# Externe Festplatte, 2,5 oder 3,5 Zoll?



## Gast1664313005 (5. Juli 2010)

Hallo an alle 

Ich suche für mein Laptop nach einer  externen Festplatte; nun hab ich zwar schon gesucht, allerdings brauche ich erstmal ein bisschen Hilfe 
Ich suche eine Festplatte unter 100 €uro am besten kann sie alles:
Schnell, Groß, Haltbar, (leise - eher zu vernachlässigen).

Sie kann über FireWire 400, eSata und USB 2.0 angeschlossen werden.

Nun erstmal eine allgemeine Frage, wo ist der Unterschied zws. 2,5 und 3,5" Festplatten? Sie sind größer, das ist mir bewusst und die 2,5 " haben nie ein Netzteil, sondern werden über USB betrieben, ist das richtig?
Allerdings bekommt man bei den 3,5" mehr Speicher.
Kann mir da jemand helfen?

Danke im Voraus


----------



## derP4computer (5. Juli 2010)

Ich habe noch keine externe 2,5 Zoll Pladde gesehen, die einen FireWire, eSata und USB Anschluß gleichzeitig hat.
Das würde mich auch mal interessieren.?


----------



## Herbboy (5. Juli 2010)

2,5er sind kleiner und daher teurer, weil die gleiche Technik auf weniger Raum ist. Und die brauchen kein Netzteil, was aber auch mal ein nachteil sein kann: manche USB-Ports liefern nicht genug Strom für die Platte, dann hilft nur ein Y-kabel, das bei vielen 2,5er schon dabei ist, bei dem man merh Strom aus einem zweiten USB-Port des PCs oder laptops holt. Wenn aber der USB-port zB von nem DVD-Player streikt, hat man Pech gehabt. Die haben ja immer nur 1x USB.

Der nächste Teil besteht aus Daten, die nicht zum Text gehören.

//! Change detection between stored records and fresh catalog items.
//!
//! Comparison happens on normalized values only, so cosmetic differences
//! (case, accents, tag punctuation, URL slashes) never count as changes.

use std::collections::BTreeSet;
use std::sync::Arc;

use crate::models::{CatalogItem, EnrichmentSet, ResourceRef, StoredRecord};
use crate::normalize::normalize_tag;
use crate::sync::SyncOutcome;

/// Tags a harvester adds on top of what the catalog provides.
#[derive(Debug, Clone, PartialEq, Eq)]
pub struct TagPolicy {
    sentinel_tags: BTreeSet<String>,
    enrichment_tag: Option<String>,
}

impl Default for TagPolicy {
    fn default() -> Self {
        Self::new(["ine.pt"], Some("hvd"))
    }
}

impl TagPolicy {
    /// Creates a policy. All tags are normalized on construction.
    pub fn new<I, S>(sentinel_tags: I, enrichment_tag: Option<&str>) -> Self
    where
        I: IntoIterator<Item = S>,
        S: AsRef<str>,
    {
        Self {
            sentinel_tags: sentinel_tags
                .into_iter()
                .map(|t| normalize_tag(t.as_ref()))
                .filter(|t| !t.is_empty())
                .collect(),
            enrichment_tag: enrichment_tag
                .map(normalize_tag)
                .filter(|t| !t.is_empty()),
        }
    }

    /// Full tag set a record for `item` should carry.
    pub fn effective_tags(&self, item: &CatalogItem, enrichment: &EnrichmentSet) -> BTreeSet<String> {
        let mut tags: BTreeSet<String> = item
            .tags
            .iter()
            .map(|t| normalize_tag(t))
            .filter(|t| !t.is_empty())
            .collect();
        tags.extend(self.sentinel_tags.iter().cloned());
        if let Some(tag) = &self.enrichment_tag {
            if enrichment.contains(&item.remote_id) {
                tags.insert(tag.clone());
            }
        }
        tags
    }
}

/// Result of comparing a stored record with a fresh item.
#[derive(Debug, Clone, PartialEq, Eq)]
pub struct ChangeDecision {
    /// The outcome classification for this item
    pub outcome: SyncOutcome,
    /// Human-readable reason for the decision
    pub reason: &'static str,
}

impl ChangeDecision {
    fn new(outcome: SyncOutcome, reason: &'static str) -> Self {
        Self { outcome, reason }
    }

    /// Returns true when the record must be (re)written.
    pub fn is_change(&self) -> bool {
        matches!(self.outcome, SyncOutcome::Created | SyncOutcome::Updated)
    }
}

/// Decides whether a fresh item differs from its stored record.
///
/// Pure and cheap to clone; the enrichment set is shared.
#[derive(Debug, Clone)]
pub struct ChangeDetector {
    policy: TagPolicy,
    enrichment: Arc<EnrichmentSet>,
    force_full_sync: bool,
}

impl ChangeDetector {
    pub fn new(policy: TagPolicy, enrichment: Arc<EnrichmentSet>) -> Self {
        Self {
            policy,
            enrichment,
            force_full_sync: false,
        }
    }

    /// Treats every existing record as changed.
    pub fn with_force_full_sync(mut self, force: bool) -> Self {
        self.force_full_sync = force;
        self
    }

    pub fn policy(&self) -> &TagPolicy {
        &self.policy
    }

    pub fn enrichment(&self) -> &EnrichmentSet {
        &self.enrichment
    }

    /// Returns true if `fresh` should be written over `stored`.
    pub fn has_changed(&self, stored: Option<&StoredRecord>, fresh: &CatalogItem) -> bool {
        self.decide(stored, fresh).is_change()
    }

    /// Compares title, description, tags, resource identity and resource
    /// metadata, in that order, and reports the first difference.
    pub fn decide(&self, stored: Option<&StoredRecord>, fresh: &CatalogItem) -> ChangeDecision {
        let Some(stored) = stored else {
            return ChangeDecision::new(SyncOutcome::Created, "new record");
        };

        if self.force_full_sync {
            return ChangeDecision::new(SyncOutcome::Updated, "full resync forced");
        }

        if stored.title.trim() != fresh.title.trim() {
            return ChangeDecision::new(SyncOutcome::Updated, "title changed");
        }

        if stored.description.trim() != fresh.description.trim() {
            return ChangeDecision::new(SyncOutcome::Updated, "description changed");
        }

        let stored_tags: BTreeSet<String> = stored
            .tags
            .iter()
            .map(|t| normalize_tag(t))
            .filter(|t| !t.is_empty())
            .collect();
        if stored_tags != self.policy.effective_tags(fresh, &self.enrichment) {
            return ChangeDecision::new(SyncOutcome::Updated, "tags changed");
        }

        if resource_urls(&stored.resources) != resource_urls(&fresh.resources) {
            return ChangeDecision::new(SyncOutcome::Updated, "resource set changed");
        }

        if resource_tuples(&stored.resources) != resource_tuples(&fresh.resources) {
            return ChangeDecision::new(SyncOutcome::Updated, "resource metadata changed");
        }

        ChangeDecision::new(SyncOutcome::Unchanged, "unchanged")
    }
}

fn resource_urls(resources: &[ResourceRef]) -> BTreeSet<&str> {
    resources.iter().map(|r| r.url.trim()).collect()
}

fn resource_tuples(resources: &[ResourceRef]) -> Vec<(&str, &str, &str, &str)> {
    let mut tuples: Vec<_> = resources
        .iter()
        .map(|r| {
            (
                r.url.trim(),
                r.title.trim(),
                r.description.trim(),
                r.format.trim(),
            )
        })
        .collect();
    tuples.sort_unstable();
    tuples
}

Bei 3,5 kriegt man halt viel mehr GB pro euro. Wenn man die HDD nicht oft mitnimmt und auf seinem Schreibtisch genug Platz hat, kann man ruhig ne 3,5er nehmen, ansonsten is ne 2,5er natürlich schon viel Praktischer.

ne 2,5er USB, Firewire UND esata find ich nur zwei teure HDDs: http://geizhals.at/deutschland/?cat=hdx25&v=e&plz=&dist=&sort=p&xf=840_eSATA%7E840_USB+2.0%7E840_FireWire+800 und ein Leergehäuse mit allem drei kostet 100€: http://geizhals.at/deutschland/?cat=hdx25&v=e&plz=&dist=&sort=p&xf=840_eSATA Mit esta und USB gibt es aber genug Auswahl. Ich würd mal sagen: firewire sollte man einfach vergessen. WENN man mal auf nen PC/Laptop trifft, der FW, aber kein esata hat, dann nimmt halt dann doch "nur" USB. Dann dauert das kopieren halt was länger.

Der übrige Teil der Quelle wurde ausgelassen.